The Centers for Medicare & Medicaid Services (CMS) recently announced its decision to cover the expensive Chimeric Antigen Receptor (CAR) T-cell Therapy for cancers. This cancer treatment uses a patient’s own genetically modified immune cells to fight cancer. The patient’s T cells will be extracted and genetically altered to attack a protein on the surface of the cancer cells and then the cells are infused back into the patient. Experienced medical billing companies train their billing staffs to be up to date with such insurance coverage news.
First of its kind approved by the FDA, there are two CAR-T treatments on the market – Gilead Sciences’ Yescarta for non-Hodgkin lymphoma, and Novartis’ Kymriah for acute lymphoblastic leukemia. The FDA has also approved both treatments for pediatric patients with relapsed or refractory acute lymphoblastic leukemia. Though these therapies are expanding treatment options for certain cancer patients, it still has a big price tag and inevitably comes with CAR T-cell therapy risks.
A Summary on CMS’ Current National Coverage Determination (NCD)
Based on the announcement, CMS will cover the therapy when it is administered at health care facilities enrolled in an FDA-mandated risk evaluation and mitigation strategies (REMS) safety program. The treatment could be given on an outpatient basis, which would be much less costly. The coverage for this therapy will be provided for FDA-approved indications as well as for off-label uses that are recommended by CMS-approved compendia such as ones provided by the National Comprehensive Cancer Network, which are used to determine medically accepted uses of drugs and biologics.
However, the use of non-FDA-approved autologous T-cells expressing at least one CAR is non-covered.
CMS initiated this national coverage determination (NCD) to consider coverage under the Medicare Program for CAR T-cell therapy, for select patients with relapsed or refractory cancers. Treatment protocols for this rapidly emerging adoptive cell transfer immunotherapy vary, but may be summarized in five steps:
- lymphocyte harvesting from the patient with cancer;
- creation of cancer-targeting lymphocytes in vitro using various immune modulators;
- selection of lymphocytes with reactivity to cancer antigens using enzyme-linked immuno-assay;
- depletion of the patient’s remaining lymphocytes using immunosuppressive agents;
- transfusion of the cancer-targeting lymphocytes back into the patient with cancer–this transfusion represents one treatment.
Seema Verma, MPH, CMS administrator said that “As the first type of FDA-approved gene therapy, CAR T-cell therapies are an important scientific advancement in this promising new area of medicine and provide treatment options for some patients who had nowhere else to turn.”
The recent announcement makes it clear that CMS will be paying not only for CAR T but all the related services – the administration of the drug, the collection of the cells, the manipulation of the cells and then putting it back into the patient. And, any of their outpatient or inpatient care as well.
CMS has recommended that for claims submitted on or after April 1, 2019, it is required to submit CAR T-cell-related revenue codes 087X (Cell/Gene Therapy) and 089X (Pharmacy) established by the National Uniform Billing Committee (NUBC).
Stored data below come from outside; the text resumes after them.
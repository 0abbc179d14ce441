//! Inline markup: code spans, bold and italic.
//!
//! Conversion runs in three passes with fixed precedence. Each pass works on a
//! token list in which spans recognized by earlier passes are opaque, so a code
//! span is never re-read for emphasis and an italic span may contain bold.

use crate::ast::{Inline, InlineSeq};

#[derive(Clone, Debug)]
enum Token {
    Char(char),
    Span(Inline),
}

impl Token {
    fn is_star(&self) -> bool {
        matches!(self, Token::Char('*'))
    }
}

/// Converts a raw text span into an inline sequence.
///
/// Never fails: markers without a partner stay literal text.
pub fn convert_inline(text: &str) -> InlineSeq {
    let tokens = code_pass(text.trim());
    let tokens = strong_pass(tokens);
    let tokens = emph_pass(tokens);
    collect_inlines(tokens)
}

fn code_pass(text: &str) -> Vec<Token> {
    let chars: Vec<char> = text.chars().collect();
    let mut out = Vec::with_capacity(chars.len());
    let mut i = 0;
    while i < chars.len() {
        if chars[i] == '`' {
            let closing = chars[i + 1..].iter().position(|ch| *ch == '`');
            // An adjacent pair is not a span; retry from the second backtick.
            if let Some(len) = closing.filter(|len| *len > 0) {
                let body: String = chars[i + 1..i + 1 + len].iter().collect();
                out.push(Token::Span(Inline::Code(body)));
                i += len + 2;
                continue;
            }
        }
        out.push(Token::Char(chars[i]));
        i += 1;
    }
    out
}

fn strong_pass(tokens: Vec<Token>) -> Vec<Token> {
    let is_star = |idx: usize| tokens.get(idx).is_some_and(Token::is_star);
    let mut out = Vec::with_capacity(tokens.len());
    let mut i = 0;
    while i < tokens.len() {
        if is_star(i) && is_star(i + 1) {
            let body = i + 2;
            let end = body + run_len(&tokens[body..]);
            if end > body && is_star(end) && is_star(end + 1) {
                let children = collect_inlines(tokens[body..end].to_vec());
                out.push(Token::Span(Inline::Strong(children)));
                i = end + 2;
                continue;
            }
        }
        out.push(tokens[i].clone());
        i += 1;
    }
    out
}

fn emph_pass(tokens: Vec<Token>) -> Vec<Token> {
    let is_star = |idx: usize| tokens.get(idx).is_some_and(Token::is_star);
    let mut out = Vec::with_capacity(tokens.len());
    let mut i = 0;
    while i < tokens.len() {
        let opens = is_star(i) && (i == 0 || !is_star(i - 1));
        if opens {
            let body = i + 1;
            let end = body + run_len(&tokens[body..]);
            if end > body && is_star(end) && !is_star(end + 1) {
                let children = collect_inlines(tokens[body..end].to_vec());
                out.push(Token::Span(Inline::Emph(children)));
                i = end + 1;
                continue;
            }
        }
        out.push(tokens[i].clone());
        i += 1;
    }
    out
}

/// Length of the leading run of tokens that are not a literal `*`.
fn run_len(tokens: &[Token]) -> usize {
    tokens.iter().take_while(|token| !token.is_star()).count()
}

fn collect_inlines(tokens: Vec<Token>) -> InlineSeq {
    let mut out = Vec::new();
    let mut text = String::new();
    for token in tokens {
        match token {
            Token::Char(ch) => text.push(ch),
            Token::Span(inline) => {
                if !text.is_empty() {
                    out.push(Inline::Text(std::mem::take(&mut text)));
                }
                out.push(inline);
            }
        }
    }
    if !text.is_empty() {
        out.push(Inline::Text(text));
    }
    out
}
When billing charges separately for tracking these services when furnished in the outpatient setting, providers must submit:
- HCPCS 0537T with revenue code 0871
- HCPCS 0538T with revenue code 0872
- HCPCS 0539T with revenue code 0873
Remember that Medicare pays for the administration of CAR T-cells in the hospital outpatient setting separately under CPT code 0540T with Revenue Code 0874, which is assigned to status indicator “S”. For Medicare payment, it is recommended to include the charges for all the steps involved in the charge submitted for the biological or report these charges separately for tracking purposes.
In February 2019, a proposal was made for “coverage with evidence development” – which would have required hospitals to collect and report data on patient outcomes over a long period. However, CMS’ final decision dropped that data collection requirement. Instead, it was decided that the agency will rely on patient information collected by the Food and Drug Administration (FDA) and the National Cancer Institute.
Though the agency has planned to make a coverage decision in May, it was delayed as there was uncertainty regarding figuring out how to cover and pay for the treatment. The reluctance was related to the excessive costs associated with CAR T-cell therapy, which run around $375,000 to $475,000, depending on whether it is used for patients with advanced lymphoma or pediatric leukemia. And if these patients end up requiring hospitalization, which is variable, it can cost hundreds of thousands of dollars more. Along with its sister agencies, CMS will monitor outcomes for Medicare patients receiving this innovative therapy going forward. While choosing a medical billing and coding company, oncologists must make sure that the firm is aware of the changing insurance coverage and billing and coding requirements as well.